═════ Dataset extract ═════

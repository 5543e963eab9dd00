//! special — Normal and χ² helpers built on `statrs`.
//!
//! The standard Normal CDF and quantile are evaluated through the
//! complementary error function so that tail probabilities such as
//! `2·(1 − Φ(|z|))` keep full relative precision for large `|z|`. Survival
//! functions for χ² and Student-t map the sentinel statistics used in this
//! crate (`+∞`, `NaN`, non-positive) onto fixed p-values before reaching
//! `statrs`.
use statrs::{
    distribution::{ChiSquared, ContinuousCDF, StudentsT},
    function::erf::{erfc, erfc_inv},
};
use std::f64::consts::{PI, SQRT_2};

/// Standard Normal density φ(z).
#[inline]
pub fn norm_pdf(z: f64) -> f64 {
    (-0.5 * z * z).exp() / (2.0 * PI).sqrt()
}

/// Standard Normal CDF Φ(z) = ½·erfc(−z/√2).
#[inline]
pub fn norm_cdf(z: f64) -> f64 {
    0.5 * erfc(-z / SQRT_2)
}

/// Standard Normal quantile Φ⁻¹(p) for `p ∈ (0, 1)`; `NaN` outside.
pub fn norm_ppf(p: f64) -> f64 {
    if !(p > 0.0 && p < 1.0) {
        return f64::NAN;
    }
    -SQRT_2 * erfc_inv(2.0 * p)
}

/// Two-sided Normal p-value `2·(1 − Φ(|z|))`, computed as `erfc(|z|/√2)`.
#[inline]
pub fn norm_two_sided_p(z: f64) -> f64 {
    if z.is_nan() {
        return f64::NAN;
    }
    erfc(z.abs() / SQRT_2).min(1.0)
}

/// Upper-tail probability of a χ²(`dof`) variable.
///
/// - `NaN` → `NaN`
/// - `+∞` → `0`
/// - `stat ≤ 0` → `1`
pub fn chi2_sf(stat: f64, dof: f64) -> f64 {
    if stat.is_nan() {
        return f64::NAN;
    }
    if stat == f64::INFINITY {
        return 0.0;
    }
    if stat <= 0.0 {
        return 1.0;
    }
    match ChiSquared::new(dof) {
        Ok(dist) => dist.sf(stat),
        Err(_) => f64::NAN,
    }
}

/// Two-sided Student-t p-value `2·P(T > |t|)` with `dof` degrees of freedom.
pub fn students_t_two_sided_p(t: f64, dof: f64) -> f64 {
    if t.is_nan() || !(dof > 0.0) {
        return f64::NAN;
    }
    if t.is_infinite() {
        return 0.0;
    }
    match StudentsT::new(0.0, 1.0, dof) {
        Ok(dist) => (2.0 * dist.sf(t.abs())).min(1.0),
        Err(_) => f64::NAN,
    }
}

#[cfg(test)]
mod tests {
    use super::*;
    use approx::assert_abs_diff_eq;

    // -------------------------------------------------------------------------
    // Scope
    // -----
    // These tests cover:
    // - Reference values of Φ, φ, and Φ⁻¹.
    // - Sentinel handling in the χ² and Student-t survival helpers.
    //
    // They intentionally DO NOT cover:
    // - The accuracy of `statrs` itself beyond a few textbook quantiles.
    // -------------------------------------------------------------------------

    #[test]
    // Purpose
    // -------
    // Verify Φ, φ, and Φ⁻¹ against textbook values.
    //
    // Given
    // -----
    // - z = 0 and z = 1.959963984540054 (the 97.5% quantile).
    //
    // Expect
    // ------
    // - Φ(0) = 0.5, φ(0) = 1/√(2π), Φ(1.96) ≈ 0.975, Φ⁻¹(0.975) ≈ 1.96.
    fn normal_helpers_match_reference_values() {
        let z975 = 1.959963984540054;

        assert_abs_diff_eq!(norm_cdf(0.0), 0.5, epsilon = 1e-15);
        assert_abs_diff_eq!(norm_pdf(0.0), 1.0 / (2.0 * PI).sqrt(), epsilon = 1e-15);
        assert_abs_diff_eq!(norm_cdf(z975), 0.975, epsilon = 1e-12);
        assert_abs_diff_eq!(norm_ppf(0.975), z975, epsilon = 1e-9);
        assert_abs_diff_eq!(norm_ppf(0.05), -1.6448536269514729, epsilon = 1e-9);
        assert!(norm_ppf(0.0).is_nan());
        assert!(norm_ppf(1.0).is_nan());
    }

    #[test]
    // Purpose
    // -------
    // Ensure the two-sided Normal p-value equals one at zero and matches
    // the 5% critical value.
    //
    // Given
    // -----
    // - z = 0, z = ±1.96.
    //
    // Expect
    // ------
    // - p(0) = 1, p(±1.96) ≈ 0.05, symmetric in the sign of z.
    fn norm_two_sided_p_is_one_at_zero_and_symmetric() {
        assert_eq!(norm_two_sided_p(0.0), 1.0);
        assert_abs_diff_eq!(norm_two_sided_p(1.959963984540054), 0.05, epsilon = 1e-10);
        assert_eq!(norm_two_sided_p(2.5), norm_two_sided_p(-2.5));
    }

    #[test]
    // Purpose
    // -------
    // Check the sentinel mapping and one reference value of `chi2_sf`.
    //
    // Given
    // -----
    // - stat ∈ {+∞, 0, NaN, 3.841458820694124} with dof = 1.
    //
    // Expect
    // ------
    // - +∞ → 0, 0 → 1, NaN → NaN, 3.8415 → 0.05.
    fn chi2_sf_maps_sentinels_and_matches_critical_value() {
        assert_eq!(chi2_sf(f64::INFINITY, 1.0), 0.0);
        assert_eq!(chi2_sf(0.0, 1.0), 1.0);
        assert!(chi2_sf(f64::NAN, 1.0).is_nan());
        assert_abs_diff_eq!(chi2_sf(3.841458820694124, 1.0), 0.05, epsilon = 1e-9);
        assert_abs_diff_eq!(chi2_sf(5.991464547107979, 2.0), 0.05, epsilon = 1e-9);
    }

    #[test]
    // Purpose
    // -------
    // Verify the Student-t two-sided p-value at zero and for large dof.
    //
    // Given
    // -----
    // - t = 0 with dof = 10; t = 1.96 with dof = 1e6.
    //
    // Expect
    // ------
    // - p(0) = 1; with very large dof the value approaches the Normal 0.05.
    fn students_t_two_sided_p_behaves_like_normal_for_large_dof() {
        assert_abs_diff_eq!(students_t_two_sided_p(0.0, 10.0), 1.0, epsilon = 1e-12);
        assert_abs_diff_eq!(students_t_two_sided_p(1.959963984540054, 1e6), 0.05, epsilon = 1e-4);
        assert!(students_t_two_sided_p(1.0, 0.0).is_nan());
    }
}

═════

### Instructions to follow
Beginning with the first line and ending with the last, restate the data word for word.

### Solution below
repository 5543e963eab9dd00
//! special — Normal and χ² helpers built on `statrs`.
//!
//! The standard Normal CDF and quantile are evaluated through the
//! complementary error function so that tail probabilities such as
//! `2·(1 − Φ(|z|))` keep full relative precision for large `|z|`. Survival
//! functions for χ² and Student-t map the sentinel statistics used in this
//! crate (`+∞`, `NaN`, non-positive) onto fixed p-values before reaching
//! `statrs`.
use statrs::{
    distribution::{ChiSquared, ContinuousCDF, StudentsT},
    function::erf::{erfc, erfc_inv},
};
use std::f64::consts::{PI, SQRT_2};

/// Standard Normal density φ(z).
#[inline]
pub fn norm_pdf(z: f64) -> f64 {
    (-0.5 * z * z).exp() / (2.0 * PI).sqrt()
}

/// Standard Normal CDF Φ(z) = ½·erfc(−z/√2).
#[inline]
pub fn norm_cdf(z: f64) -> f64 {
    0.5 * erfc(-z / SQRT_2)
}

/// Standard Normal quantile Φ⁻¹(p) for `p ∈ (0, 1)`; `NaN` outside.
pub fn norm_ppf(p: f64) -> f64 {
    if !(p > 0.0 && p < 1.0) {
        return f64::NAN;
    }
    -SQRT_2 * erfc_inv(2.0 * p)
}

/// Two-sided Normal p-value `2·(1 − Φ(|z|))`, computed as `erfc(|z|/√2)`.
#[inline]
pub fn norm_two_sided_p(z: f64) -> f64 {
    if z.is_nan() {
        return f64::NAN;
    }
    erfc(z.abs() / SQRT_2).min(1.0)
}

/// Upper-tail probability of a χ²(`dof`) variable.
///
/// - `NaN` → `NaN`
/// - `+∞` → `0`
/// - `stat ≤ 0` → `1`
pub fn chi2_sf(stat: f64, dof: f64) -> f64 {
    if stat.is_nan() {
        return f64::NAN;
    }
    if stat == f64::INFINITY {
        return 0.0;
    }
    if stat <= 0.0 {
        return 1.0;
    }
    match ChiSquared::new(dof) {
        Ok(dist) => dist.sf(stat),
        Err(_) => f64::NAN,
    }
}

/// Two-sided Student-t p-value `2·P(T > |t|)` with `dof` degrees of freedom.
pub fn students_t_two_sided_p(t: f64, dof: f64) -> f64 {
    if t.is_nan() || !(dof > 0.0) {
        return f64::NAN;
    }
    if t.is_infinite() {
        return 0.0;
    }
    match StudentsT::new(0.0, 1.0, dof) {
        Ok(dist) => (2.0 * dist.sf(t.abs())).min(1.0),
        Err(_) => f64::NAN,
    }
}

#[cfg(test)]
mod tests {
    use super::*;
    use approx::assert_abs_diff_eq;

    // -------------------------------------------------------------------------
    // Scope
    // -----
    // These tests cover:
    // - Reference values of Φ, φ, and Φ⁻¹.
    // - Sentinel handling in the χ² and Student-t survival helpers.
    //
    // They intentionally DO NOT cover:
    // - The accuracy of `statrs` itself beyond a few textbook quantiles.
    // -------------------------------------------------------------------------

    #[test]
    // Purpose
    // -------
    // Verify Φ, φ, and Φ⁻¹ against textbook values.
    //
    // Given
    // -----
    // - z = 0 and z = 1.959963984540054 (the 97.5% quantile).
    //
    // Expect
    // ------
    // - Φ(0) = 0.5, φ(0) = 1/√(2π), Φ(1.96) ≈ 0.975, Φ⁻¹(0.975) ≈ 1.96.
    fn normal_helpers_match_reference_values() {
        let z975 = 1.959963984540054;

        assert_abs_diff_eq!(norm_cdf(0.0), 0.5, epsilon = 1e-15);
        assert_abs_diff_eq!(norm_pdf(0.0), 1.0 / (2.0 * PI).sqrt(), epsilon = 1e-15);
        assert_abs_diff_eq!(norm_cdf(z975), 0.975, epsilon = 1e-12);
        assert_abs_diff_eq!(norm_ppf(0.975), z975, epsilon = 1e-9);
        assert_abs_diff_eq!(norm_ppf(0.05), -1.6448536269514729, epsilon = 1e-9);
        assert!(norm_ppf(0.0).is_nan());
        assert!(norm_ppf(1.0).is_nan());
    }

    #[test]
    // Purpose
    // -------
    // Ensure the two-sided Normal p-value equals one at zero and matches
    // the 5% critical value.
    //
    // Given
    // -----
    // - z = 0, z = ±1.96.
    //
    // Expect
    // ------
    // - p(0) = 1, p(±1.96) ≈ 0.05, symmetric in the sign of z.
    fn norm_two_sided_p_is_one_at_zero_and_symmetric() {
        assert_eq!(norm_two_sided_p(0.0), 1.0);
        assert_abs_diff_eq!(norm_two_sided_p(1.959963984540054), 0.05, epsilon = 1e-10);
        assert_eq!(norm_two_sided_p(2.5), norm_two_sided_p(-2.5));
    }

    #[test]
    // Purpose
    // -------
    // Check the sentinel mapping and one reference value of `chi2_sf`.
    //
    // Given
    // -----
    // - stat ∈ {+∞, 0, NaN, 3.841458820694124} with dof = 1.
    //
    // Expect
    // ------
    // - +∞ → 0, 0 → 1, NaN → NaN, 3.8415 → 0.05.
    fn chi2_sf_maps_sentinels_and_matches_critical_value() {
        assert_eq!(chi2_sf(f64::INFINITY, 1.0), 0.0);
        assert_eq!(chi2_sf(0.0, 1.0), 1.0);
        assert!(chi2_sf(f64::NAN, 1.0).is_nan());
        assert_abs_diff_eq!(chi2_sf(3.841458820694124, 1.0), 0.05, epsilon = 1e-9);
        assert_abs_diff_eq!(chi2_sf(5.991464547107979, 2.0), 0.05, epsilon = 1e-9);
    }

    #[test]
    // Purpose
    // -------
    // Verify the Student-t two-sided p-value at zero and for large dof.
    //
    // Given
    // -----
    // - t = 0 with dof = 10; t = 1.96 with dof = 1e6.
    //
    // Expect
    // ------
    // - p(0) = 1; with very large dof the value approaches the Normal 0.05.
    fn students_t_two_sided_p_behaves_like_normal_for_large_dof() {
        assert_abs_diff_eq!(students_t_two_sided_p(0.0, 10.0), 1.0, epsilon = 1e-12);
        assert_abs_diff_eq!(students_t_two_sided_p(1.959963984540054, 1e6), 0.05, epsilon = 1e-4);
        assert!(students_t_two_sided_p(1.0, 0.0).is_nan());
    }
}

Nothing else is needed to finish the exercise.